El trasfondo es la debilidad estructural. Argentina no salió de la crisis, solo está con otro termómetro. La pobreza bajó porque el índice de precios al consumidor se empezó a controlar, no porque haya habido una mejora cualitativa del trabajo, los ingresos reales o el consumo sostenible. El empleo informal, en el que se mueven millones, sufrió primero y ahora rebota. Pero el rebote no implica estabilidad. Tampoco garantiza que estos números se sostengan si las variables cambian en los próximos meses. Aceleraciones en tarifas, combustibles o alimentos pueden revertir rápidamente esta foto positiva.

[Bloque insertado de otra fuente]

//! Runtime scalar values for statement parameters.
//!
//! [`Value`] is the parameter currency of every builder: field and predicate
//! methods bind `impl Into<Value>`, and the save reconciler reads probe
//! results back as `Value`s so new field values can be compared against the
//! current row.

use chrono::{DateTime, Utc};
use tokio_postgres::types::{IsNull, ToSql, Type};
use uuid::Uuid;

/// A runtime SQL scalar.
///
/// Equality is NULL-aware and numeric-width-tolerant: `Null` compares equal
/// only to `Null`, and integers (or floats) of different widths compare by
/// value. A probe snapshot read from an INTEGER column therefore matches the
/// same number supplied as an `i64`, which is exactly the comparison the
/// save reconciler needs when deciding whether an update would change a row.
#[derive(Debug, Clone)]
pub enum Value {
    /// NULL
    Null,
    /// BOOLEAN
    Bool(bool),
    /// SMALLINT
    I16(i16),
    /// INTEGER
    I32(i32),
    /// BIGINT
    I64(i64),
    /// REAL
    F32(f32),
    /// DOUBLE PRECISION
    F64(f64),
    /// TEXT, VARCHAR, etc.
    Text(String),
    /// BYTEA
    Bytes(Vec<u8>),
    /// TIMESTAMPTZ
    Timestamp(DateTime<Utc>),
    /// UUID
    Uuid(Uuid),
    /// JSON / JSONB
    Json(serde_json::Value),
}

impl Value {
    /// Returns true if this is a NULL value.
    pub fn is_null(&self) -> bool {
        matches!(self, Value::Null)
    }

    /// The contained integer widened to BIGINT, if this holds an integer.
    pub fn as_i64(&self) -> Option<i64> {
        match self {
            Value::I64(v) => Some(*v),
            Value::I32(v) => Some(i64::from(*v)),
            Value::I16(v) => Some(i64::from(*v)),
            _ => None,
        }
    }

    /// The contained float widened to DOUBLE PRECISION, if this holds a float.
    pub fn as_f64(&self) -> Option<f64> {
        match self {
            Value::F64(v) => Some(*v),
            Value::F32(v) => Some(f64::from(*v)),
            _ => None,
        }
    }

    /// The contained text, if that is what this value holds.
    pub fn as_str(&self) -> Option<&str> {
        match self {
            Value::Text(v) => Some(v),
            _ => None,
        }
    }

    /// The contained UUID, if that is what this value holds.
    pub fn as_uuid(&self) -> Option<Uuid> {
        match self {
            Value::Uuid(v) => Some(*v),
            _ => None,
        }
    }

    /// The contained timestamp, if that is what this value holds.
    pub fn as_timestamp(&self) -> Option<DateTime<Utc>> {
        match self {
            Value::Timestamp(v) => Some(*v),
            _ => None,
        }
    }
}

impl PartialEq for Value {
    fn eq(&self, other: &Self) -> bool {
        match (self, other) {
            (Value::Null, Value::Null) => true,
            (Value::Bool(a), Value::Bool(b)) => a == b,
            (
                Value::I16(_) | Value::I32(_) | Value::I64(_),
                Value::I16(_) | Value::I32(_) | Value::I64(_),
            ) => self.as_i64() == other.as_i64(),
            (Value::F32(_) | Value::F64(_), Value::F32(_) | Value::F64(_)) => {
                self.as_f64() == other.as_f64()
            }
            (Value::Text(a), Value::Text(b)) => a == b,
            (Value::Bytes(a), Value::Bytes(b)) => a == b,
            (Value::Timestamp(a), Value::Timestamp(b)) => a == b,
            (Value::Uuid(a), Value::Uuid(b)) => a == b,
            (Value::Json(a), Value::Json(b)) => a == b,
            _ => false,
        }
    }
}

impl From<bool> for Value {
    fn from(v: bool) -> Self {
        Value::Bool(v)
    }
}

impl From<i16> for Value {
    fn from(v: i16) -> Self {
        Value::I16(v)
    }
}

impl From<i32> for Value {
    fn from(v: i32) -> Self {
        Value::I32(v)
    }
}

impl From<i64> for Value {
    fn from(v: i64) -> Self {
        Value::I64(v)
    }
}

impl From<f32> for Value {
    fn from(v: f32) -> Self {
        Value::F32(v)
    }
}

impl From<f64> for Value {
    fn from(v: f64) -> Self {
        Value::F64(v)
    }
}

impl From<&str> for Value {
    fn from(v: &str) -> Self {
        Value::Text(v.to_owned())
    }
}

impl From<String> for Value {
    fn from(v: String) -> Self {
        Value::Text(v)
    }
}

impl From<Vec<u8>> for Value {
    fn from(v: Vec<u8>) -> Self {
        Value::Bytes(v)
    }
}

impl From<DateTime<Utc>> for Value {
    fn from(v: DateTime<Utc>) -> Self {
        Value::Timestamp(v)
    }
}

impl From<Uuid> for Value {
    fn from(v: Uuid) -> Self {
        Value::Uuid(v)
    }
}

impl From<serde_json::Value> for Value {
    fn from(v: serde_json::Value) -> Self {
        Value::Json(v)
    }
}

impl<T: Into<Value>> From<Option<T>> for Value {
    fn from(v: Option<T>) -> Self {
        match v {
            Some(v) => v.into(),
            None => Value::Null,
        }
    }
}

impl ToSql for Value {
    fn to_sql(
        &self,
        ty: &Type,
        out: &mut bytes::BytesMut,
    ) -> Result<IsNull, Box<dyn std::error::Error + Sync + Send>> {
        match self {
            Value::Null => Ok(IsNull::Yes),
            Value::Bool(v) => v.to_sql(ty, out),
            Value::I16(v) => v.to_sql(ty, out),
            Value::I32(v) => v.to_sql(ty, out),
            Value::I64(v) => v.to_sql(ty, out),
            Value::F32(v) => v.to_sql(ty, out),
            Value::F64(v) => v.to_sql(ty, out),
            Value::Text(v) => v.to_sql(ty, out),
            Value::Bytes(v) => v.to_sql(ty, out),
            Value::Timestamp(v) => v.to_sql(ty, out),
            Value::Uuid(v) => v.to_sql(ty, out),
            Value::Json(v) => v.to_sql(ty, out),
        }
    }

    fn accepts(ty: &Type) -> bool {
        matches!(
            *ty,
            Type::BOOL
                | Type::INT2
                | Type::INT4
                | Type::INT8
                | Type::FLOAT4
                | Type::FLOAT8
                | Type::TEXT
                | Type::VARCHAR
                | Type::BPCHAR
                | Type::BYTEA
                | Type::TIMESTAMPTZ
                | Type::UUID
                | Type::JSON
                | Type::JSONB
        )
    }

    tokio_postgres::types::to_sql_checked!();
}

#[cfg(test)]
mod tests {
    use super::*;

    #[test]
    fn null_equals_null() {
        assert_eq!(Value::Null, Value::Null);
        assert_ne!(Value::Null, Value::Text("x".into()));
    }

    #[test]
    fn option_none_becomes_null() {
        let v: Value = Option::<i64>::None.into();
        assert!(v.is_null());
        let v: Value = Some(42i64).into();
        assert_eq!(v, Value::I64(42));
    }

    #[test]
    fn integer_widths_compare_by_value() {
        assert_eq!(Value::I32(1), Value::I64(1));
        assert_eq!(Value::I16(1), Value::I32(1));
        assert_ne!(Value::I32(1), Value::I64(2));
        assert_ne!(Value::I64(1), Value::F64(1.0));
    }

    #[test]
    fn float_widths_compare_by_value() {
        assert_eq!(Value::F32(1.5), Value::F64(1.5));
        assert_ne!(Value::F32(1.5), Value::F64(1.25));
    }

    #[test]
    fn text_accessor() {
        assert_eq!(Value::Text("abc".into()).as_str(), Some("abc"));
        assert_eq!(Value::I64(1).as_str(), None);
    }
}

Los actores involucrados tienen objetivos bien diferenciados. El Gobierno festeja porque este resultado sirve para apuntalar su narrativa de ajuste exitoso. Desde el Ministerio de Economía, se habló incluso de una “corrección de los desequilibrios fiscales y macroeconómicos”. La consultora Moody’s, en paralelo, destacó el “impulso positivo” del presente, pese a advertir “importantes riesgos de incumplimiento”. En otras palabras: hay señales de estabilización, pero los problemas estructurales siguen intactos.
En Córdoba, la lectura es multicausal. Voces del Gobierno provincial reconocen que existe una demanda extraordinaria sobre políticas sociales. El propio ministro de Salud admitió un incremento del 35% en consultas hospitalarias públicas. Este punto, lejos de enlazarse con la caída de la pobreza estadística, la relativiza. Con más de medio millón de cordobeses en situación de vulnerabilidad —y más de 130 mil sin alcanzar siquiera la línea de indigencia—, los indicadores sociales siguen al rojo vivo. Si el Gobierno nacional celebra, en las provincias gobiernan con candela.
Además, las mediciones por ingresos tienen un límite. Especialistas como Martín Maldonado, investigador del Conicet, insisten desde hace años en la necesidad de medir la pobreza con criterios multidimensionales: calidad de vida, vivienda, empleo, salud, educación. Las actuales metodologías —basadas en una encuesta de 1985 para determinar el valor de la canasta— quedan desactualizadas cuando el contexto inflacionario distorsiona todos los precios relativos en pocos meses. Hoy dejar de ser pobre puede depender más de una variable estadística que de una verdadera mejora en las condiciones de vida.
El timing político también es parte del juego. Mostrar una baja de la pobreza justo cuando el Gobierno reclama mayor flexibilidad del Congreso para avanzar con reformas estructurales le da aire a la narrativa oficialista. Milei necesita señalar que la fórmula funciona, que el “modelo de motosierra” tiene impacto más allá de los números fiscales. Pero los datos están haciendo equilibrio sobre un hilo delgado. ¿Qué pasará si la inflación se estanca o vuelve a escalar? ¿Con qué velocidad reaparecería la pobreza?
Del lado opositor, pocas voces quieren disputar esta narrativa con los dientes apretados. Los datos son difíciles de rebatir. Pero los efectos sociales, mucho más complejos, están a la vista. Hospitales saturados, programas alimentarios colapsados y una base social que sigue exigiendo asistencia estructural. El Gobierno aprovecha el escenario, pero sabe que no hay margen para relajarse. La dinámica entre los indicadores y la vida cotidiana de los argentinos sigue marcada por la fragilidad.